Star Wars: Battlefront

Play as a trooper/jedi/wookie and kill people in a Star Wars environment. #nerdgasm


It's fucking Bungie. Bungie made Halo...and Halo 2. Watch the trailer and get Destiny. It's a multi-console game, too.

Batman: Arkham Origins

Basically you run around and fight as Batman. The first pair of games in this series--Arkham Asylum and Arkham City--are pretty awesome.

Super Smash Bros. 4
If you have gone this far in your life and haven't been exposed to Super Smash Bros. then SHAME ON YOU. Gather your favorite Nintendo and third-party characters and put them in an arena for a fight to the death--or multiple deaths, actually. This game is going to feature three new characters: Wii Fit Trainer--this one will wind up being sneaky good, just trust me--Villager from Animal Crossing, and Mega Man--who might be the the addition to the franchise in its history. While I'm going to still smack people around with hammers as Kirby, I'm sure this game will make it into a few households and lead to some epic moments between friends.

Assassin's Creed 4: Black Flag
If there is one game I have any reservations about, it's probably this one. The launch for Assassin's Creed 3 was so big last year that it felt like some time would be taken between that installment and the next numbered game. Instead of doing that, AC4 will be upon us quicker than you might think--in October, in fact. Basically, apply your knowledge of how AC works to a Pirate. That's your game.

Infamous: Second Son
Visually incredible, this might be the best trailer from the entire week. Seriously, just enjoy watching it. At this point, I don't care if the game's good. The trailer has me hooked enough to give it a look.

Alright, a quick breather as these next two games are #1 and #2 on my watch list. We'll start with #2.

Final Fantasy XV (Previously named "Final Fantasy Versus XIII")
Many moons ago--at E3 2006--Square Enix announced a trio of projects in what was supposed to be the Crystal Saga of Final Fantasy. After seven years, the partner game to Final Fantasy XV--which was actually Final Fantasy XIII--is going on its third installment before Final Fantasy XV even got an official update.

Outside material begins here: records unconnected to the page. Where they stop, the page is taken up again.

use anyhow::{anyhow, Context, Result};
use rusqlite::{Connection, OptionalExtension};

/// Every exam name, alphabetically. Feeds the exam selectors in both tools.
pub fn fetch_exam_names(conn: &Connection) -> Result<Vec<String>> {
    let mut stmt = conn
        .prepare("SELECT name FROM exams ORDER BY name")
        .context("failed to prepare exam query")?;

    let names = stmt
        .query_map([], |row| row.get(0))
        .context("failed to load exams")?
        .collect::<Result<Vec<String>, _>>()
        .context("failed to collect exams")?;

    Ok(names)
}

/// Look up the id behind an exam name.
pub fn exam_id_by_name(conn: &Connection, name: &str) -> Result<i64> {
    conn.query_row("SELECT id FROM exams WHERE name = ?1", [name], |row| {
        row.get(0)
    })
    .optional()
    .context("failed to look up exam")?
    .ok_or_else(|| anyhow!("Unknown exam: {name}"))
}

Square isn't dicking around this time, though. The team that developed Kingdom Hearts and Kingdom Hearts II was put on assignment on this game seven years ago. Add in the Luminous engine and the new abilities of the PS4, and we could be looking at one of the most visually stunning and deep video games ever. If that seems bold, then let's just say that people have high expectations for Final Fantasy XV. The series hasn't had a true hit since its tenth edition--which is being re-released on December 31st of this year--and the financial future of Square Enix may depend on its success. After all, they'll have put in close to a decade of work into it since it was first announced.

Kingdom Hearts III

I'm going to say here that there is no video game franchise that I have ever personally enjoyed more than the Kingdom Hearts series. It may not be the most appealing thing to most people, and it may seem childish to some of you, but take it from this perspective: I grew up in one of Disney's greatest eras. The Lion King, Tarzan, Beauty and the Beast, Pixar, Pirates of the Caribbean, etc are some of the movies/franchises that I've been able to watch develop and appear before my eyes. Combine that with a feel of Final Fantasy and you have just about the craziest and most amazing idea for a video game--in my mind.

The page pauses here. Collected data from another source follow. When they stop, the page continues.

//! Binary entry point. Without a subcommand the login launcher runs; the
//! launcher re-runs this executable as `admin` or `recommend` with a session
//! token once the user has picked a tool.
use std::path::PathBuf;

use clap::{Parser, Subcommand};
use tracing::{info, warn};

use career_council::config::AppConfig;
use career_council::logging::init_logging;
use career_council::session::{has_token, spawn_tool, ACCESS_DENIED};
use career_council::{run_app, AdminApp, Database, LauncherApp, RecommenderApp};

#[derive(Parser)]
#[command(name = "career-council")]
#[command(about = "College admissions database and recommender")]
struct Cli {
    /// Database path (defaults to $CAREER_COUNCIL_DB or ~/.career-council)
    #[arg(long, global = true)]
    db: Option<PathBuf>,

    /// Log level or filter directive, e.g. `debug`
    #[arg(long, global = true)]
    log_level: Option<String>,

    #[command(subcommand)]
    command: Option<Commands>,
}

#[derive(Subcommand)]
enum Commands {
    /// Show the login launcher
    Login,
    /// Manage colleges and cutoff scores
    Admin {
        /// Session token issued by the launcher
        token: Option<String>,
    },
    /// Search colleges for a student's score and budget
    Recommend {
        /// Session token issued by the launcher
        token: Option<String>,
    },
}

fn main() -> anyhow::Result<()> {
    let cli = Cli::parse();
    let config = AppConfig::resolve(cli.db, cli.log_level)?;
    init_logging(config.log_level.as_deref(), &config.log_path())?;

    match cli.command.unwrap_or(Commands::Login) {
        Commands::Login => run_launcher(&config),
        Commands::Admin { token } => {
            if !has_token(token.as_deref()) {
                println!("{ACCESS_DENIED}");
                return Ok(());
            }
            let db = Database::open(&config.db_path)?;
            let mut app = AdminApp::load(db);
            run_app(&mut app)
        }
        Commands::Recommend { token } => {
            if !has_token(token.as_deref()) {
                println!("{ACCESS_DENIED}");
                return Ok(());
            }
            let db = Database::open(&config.db_path)?;
            let mut app = RecommenderApp::load(db);
            run_app(&mut app)
        }
    }
}

/// Show the launcher until the user quits it, running each chosen tool to
/// completion in between.
fn run_launcher(config: &AppConfig) -> anyhow::Result<()> {
    // Create and seed the database up front so both tools find it ready.
    Database::open(&config.db_path)?;

    loop {
        let mut launcher = LauncherApp::new();
        run_app(&mut launcher)?;

        let Some(role) = launcher.outcome() else {
            info!("launcher closed");
            return Ok(());
        };

        let status = spawn_tool(role, config)?;
        if !status.success() {
            warn!(tool = role.subcommand(), %status, "tool exited with failure");
        }
    }
}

But you won't understand why this is so significant to me until you learn the back story. Kingdom Hearts and Kingdom Hearts II were both Playstation 2 games--with the sequel appearing in 2006. Since the second game, which is probably the greatest video game I have personally ever played, Square Enix has only bothered to release side games to develop a story. While I absolutely loved these games, they didn't add a lot to the primary story line. They added details and had great stories as individual games, but they weren't numbered games, which means less game play and less significant story movement.

Hopefully that is all about to change. Game director Tetsuya Nomura revealed that the game has been in production for almost three years now and that they are using the shading techniques available on the PS4 to enhance the graphics of the game. So finally, after seven long, long years, I was able to sit and watch a preview trailer for the third game in the franchise. I cannot wait until this comes out.

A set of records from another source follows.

//! Hand-off from the launcher to one of the two tools. Each tool runs as its
//! own process and receives a throwaway session token on the command line.

use std::env;
use std::process::{Command, ExitStatus};

use anyhow::{Context, Result};
use tracing::info;

use crate::config::AppConfig;

/// Static administrator password checked by the launcher.
pub const ADMIN_PASSWORD: &str = "admin123";
/// Printed by a tool started without a session token.
pub const ACCESS_DENIED: &str = "Access Denied: Please launch through the main app.";

/// Which tool the launcher should start.
#[derive(Debug, Clone, Copy, PartialEq, Eq)]
pub enum Role {
    Admin,
    Student,
}

impl Role {
    /// Subcommand the child process is started with.
    pub fn subcommand(self) -> &'static str {
        match self {
            Role::Admin => "admin",
            Role::Student => "recommend",
        }
    }
}

pub fn check_password(candidate: &str) -> bool {
    candidate == ADMIN_PASSWORD
}

/// Whether a tool was started with a session token. The value itself is not
/// checked; a blank argument counts as missing.
pub fn has_token(token: Option<&str>) -> bool {
    token.is_some_and(|t| !t.trim().is_empty())
}

/// 16 random bytes, hex encoded.
pub fn generate_token() -> String {
    hex::encode(rand::random::<[u8; 16]>())
}

/// Build the command that re-runs this executable as the chosen tool.
pub fn tool_command(role: Role, config: &AppConfig, token: &str) -> Result<Command> {
    let exe = env::current_exe().context("failed to locate current executable")?;
    let mut command = Command::new(exe);
    command.arg("--db").arg(&config.db_path);
    if let Some(level) = &config.log_level {
        command.arg("--log-level").arg(level);
    }
    command.arg(role.subcommand()).arg(token);
    Ok(command)
}

/// Start the chosen tool and wait for it to exit.
pub fn spawn_tool(role: Role, config: &AppConfig) -> Result<ExitStatus> {
    let token = generate_token();
    info!(tool = role.subcommand(), "launching tool");
    tool_command(role, config, &token)?
        .status()
        .with_context(|| format!("failed to start {} tool", role.subcommand()))
}

#[cfg(test)]
mod tests {
    use super::*;
    use std::ffi::OsStr;
    use std::path::PathBuf;

    #[test]
    fn password_is_exact_match() {
        assert!(check_password("admin123"));
        assert!(!check_password("admin123 "));
        assert!(!check_password("ADMIN123"));
        assert!(!check_password(""));
    }

    #[test]
    fn tools_require_a_non_blank_token() {
        assert!(!has_token(None));
        assert!(!has_token(Some("")));
        assert!(!has_token(Some("   ")));
        assert!(has_token(Some("abc")));
        assert!(has_token(Some(&generate_token())));
    }

    #[test]
    fn tokens_are_random_hex() {
        let first = generate_token();
        let second = generate_token();
        assert_eq!(first.len(), 32);
        assert!(first.chars().all(|c| c.is_ascii_hexdigit()));
        assert_ne!(first, second);
    }

    #[test]
    fn command_forwards_database_and_token() {
        let config = AppConfig {
            db_path: PathBuf::from("/tmp/cc.db"),
            log_level: None,
        };
        let command = tool_command(Role::Student, &config, "abc").unwrap();
        let args: Vec<&OsStr> = command.get_args().collect();
        assert_eq!(
            args,
            vec![
                OsStr::new("--db"),
                OsStr::new("/tmp/cc.db"),
                OsStr::new("recommend"),
                OsStr::new("abc"),
            ]
        );
    }
}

Licensing bullshit or not, this is a great time to be a video game player. The next generation of consoles is going to provide graphics processing that none of us ever thought was possible. It's not just the consoles, either, as the sheer volume of incredibly creative new games combined with the newest releases in ageless franchises has created a game list that gamers cannot wait for. I didn't even get to discuss games like Elder Scrolls Online or the latest editions in the Kill Zone and Mad Max franchises.

This E3 was huge, and I hope all of you will be waiting in line to get some of these games in the future like I will be. In fact, The Last of Us was just released. Go buy it, enjoy it, and thank Naughty Dog personally. I know I will.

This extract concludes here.